(What this task involves)
The answer must consist of every line from the data that holds "rank".

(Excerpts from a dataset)
+===+
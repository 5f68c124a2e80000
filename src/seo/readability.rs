//! Readability scoring with the Flesch reading-ease formula.
//!
//! Formula: `206.835 - 1.015 * (words / sentences) - 84.6 * (syllables / words)`
//!
//! Degenerate input never produces NaN or infinity:
//!
//! - zero words: every field is zero
//! - words but no sentence: counted as one implicit sentence
//!
//! The reported score is clamped to `[0, 100]` so it can feed the composite
//! SEO score directly; the raw formula can go below 0 for dense prose and
//! above 100 for one-syllable fragments.

use serde::{Deserialize, Serialize};

use crate::analysis::syllable::count_syllables;
use crate::analysis::token::TokenStream;
use crate::seo::scoring::{clamp_score, round2};

const BASE: f64 = 206.835;
const SENTENCE_LENGTH_WEIGHT: f64 = 1.015;
const SYLLABLE_WEIGHT: f64 = 84.6;

/// Result of readability analysis.
#[derive(Debug, Clone, PartialEq, Serialize, Deserialize)]
#[serde(rename_all = "camelCase")]
pub struct ReadabilityResult {
    /// Reading ease, clamped to `[0, 100]` and rounded to two decimals.
    pub flesch_kincaid: f64,
    /// Number of sentences containing at least one word.
    pub total_sentences: usize,
    /// Number of words.
    pub total_words: usize,
    /// Mean syllables per word, rounded to two decimals.
    pub average_syllables_per_word: f64,
}

impl ReadabilityResult {
    /// The all-zero result for content without words.
    pub fn empty() -> Self {
        ReadabilityResult {
            flesch_kincaid: 0.0,
            total_sentences: 0,
            total_words: 0,
            average_syllables_per_word: 0.0,
        }
    }
}

/// Unclamped reading ease. Returns 0 when there are no words.
pub fn raw_flesch_score(words: usize, sentences: usize, syllables: usize) -> f64 {
    if words == 0 {
        return 0.0;
    }
    let sentences = sentences.max(1) as f64;
    let words = words as f64;

    BASE - SENTENCE_LENGTH_WEIGHT * (words / sentences) - SYLLABLE_WEIGHT * (syllables as f64 / words)
}

/// Compute readability for an already tokenized stream.
pub fn readability_of(stream: &TokenStream) -> ReadabilityResult {
    let total_words = stream.word_count();
    if total_words == 0 {
        return ReadabilityResult::empty();
    }

    let total_sentences = stream.sentence_count().max(1);
    let syllables: usize = stream.words().map(count_syllables).sum();
    let raw = raw_flesch_score(total_words, total_sentences, syllables);

    ReadabilityResult {
        flesch_kincaid: round2(clamp_score(raw)),
        total_sentences,
        total_words,
        average_syllables_per_word: round2(syllables as f64 / total_words as f64),
    }
}

#[cfg(test)]
mod tests {
    use super::*;
    use crate::analysis::analyzer::ContentAnalyzer;

    fn readability(text: &str) -> ReadabilityResult {
        readability_of(&ContentAnalyzer::standard().analyze(text))
    }

    #[test]
    fn test_empty_content() {
        assert_eq!(readability(""), ReadabilityResult::empty());
        assert_eq!(readability("  \n "), ReadabilityResult::empty());
        assert_eq!(readability("?!."), ReadabilityResult::empty());
    }

    #[test]
    fn test_simple_sentences() {
        // 9 words, 2 sentences, 9 syllables:
        // 206.835 - 1.015 * 4.5 - 84.6 * 1 = 117.67 -> clamped to 100
        let result = readability("The cat sat on the mat. The dog ran.");
        assert_eq!(result.total_words, 9);
        assert_eq!(result.total_sentences, 2);
        assert_eq!(result.average_syllables_per_word, 1.0);
        assert_eq!(result.flesch_kincaid, 100.0);
    }

    #[test]
    fn test_known_value() {
        // "SEO is great. SEO helps websites rank better. Great content wins."
        // 11 words, 3 sentences, 14 syllables:
        // 206.835 - 1.015 * 11/3 - 84.6 * 14/11 = 95.4...
        let result = readability("SEO is great. SEO helps websites rank better. Great content wins.");
        assert_eq!(result.total_words, 11);
        assert_eq!(result.total_sentences, 3);
        assert_eq!(result.average_syllables_per_word, 1.27);
        let expected = 206.835 - 1.015 * (11.0 / 3.0) - 84.6 * (14.0 / 11.0);
        assert_eq!(result.flesch_kincaid, round2(expected));
    }

    #[test]
    fn test_dense_prose_clamps_to_zero() {
        let result = readability(
            "Institutionalization internationalization comprehensibility \
             telecommunications incomprehensibility",
        );
        assert_eq!(result.total_sentences, 1);
        assert_eq!(result.flesch_kincaid, 0.0);
    }

    #[test]
    fn test_raw_score_is_finite_for_degenerate_counts() {
        assert_eq!(raw_flesch_score(0, 0, 0), 0.0);
        assert!(raw_flesch_score(1, 0, 1).is_finite());
        assert_eq!(raw_flesch_score(1, 0, 1), raw_flesch_score(1, 1, 1));
    }

    #[test]
    fn test_single_word() {
        let result = readability("Hello");
        assert_eq!(result.total_words, 1);
        assert_eq!(result.total_sentences, 1);
        assert!((0.0..=100.0).contains(&result.flesch_kincaid));
    }
}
+===+
(The completed task)
        // "SEO is great. SEO helps websites rank better. Great content wins."
        let result = readability("SEO is great. SEO helps websites rank better. Great content wins.");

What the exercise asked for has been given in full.